== ACTIVITY ==
Show every line of the data where the word "SchemaManager" can be found.

== PROVIDED RECORDS ==
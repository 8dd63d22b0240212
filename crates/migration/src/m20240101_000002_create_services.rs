//! Create `services` table.
//!
//! Each service references one category. Deleting a category that still has
//! services is refused by the backend (`ON DELETE RESTRICT`).
use sea_orm_migration::{prelude::*, schema::*};

#[derive(DeriveMigrationName)]
pub struct Migration;

#[async_trait::async_trait]
impl MigrationTrait for Migration {
    async fn up(&self, manager: &SchemaManager) -> Result<(), DbErr> {
        manager
            .create_table(
                Table::create()
                    .table(Services::Table)
                    .if_not_exists()
                    .col(
                        ColumnDef::new(Services::ServiceId)
                            .big_integer()
                            .not_null()
                            .auto_increment()
                            .primary_key(),
                    )
                    .col(big_integer(Services::CategoryId).not_null())
                    .col(string_len(Services::Name, 255).not_null())
                    .col(ColumnDef::new(Services::Description).text().null())
                    .col(boolean(Services::IsActive).not_null().default(true))
                    .foreign_key(
                        ForeignKey::create()
                            .name("fk_services_category")
                            .from(Services::Table, Services::CategoryId)
                            .to(Categories::Table, Categories::CategoryId)
                            .on_delete(ForeignKeyAction::Restrict)
                            .on_update(ForeignKeyAction::Cascade),
                    )
                    .to_owned(),
            )
            .await
    }

    async fn down(&self, manager: &SchemaManager) -> Result<(), DbErr> {
        manager.drop_table(Table::drop().table(Services::Table).to_owned()).await
    }
}

#[derive(DeriveIden)]
enum Services { Table, ServiceId, CategoryId, Name, Description, IsActive }

#[derive(DeriveIden)]
enum Categories { Table, CategoryId }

== TASK RESPONSE ==
    async fn up(&self, manager: &SchemaManager) -> Result<(), DbErr> {
    async fn down(&self, manager: &SchemaManager) -> Result<(), DbErr> {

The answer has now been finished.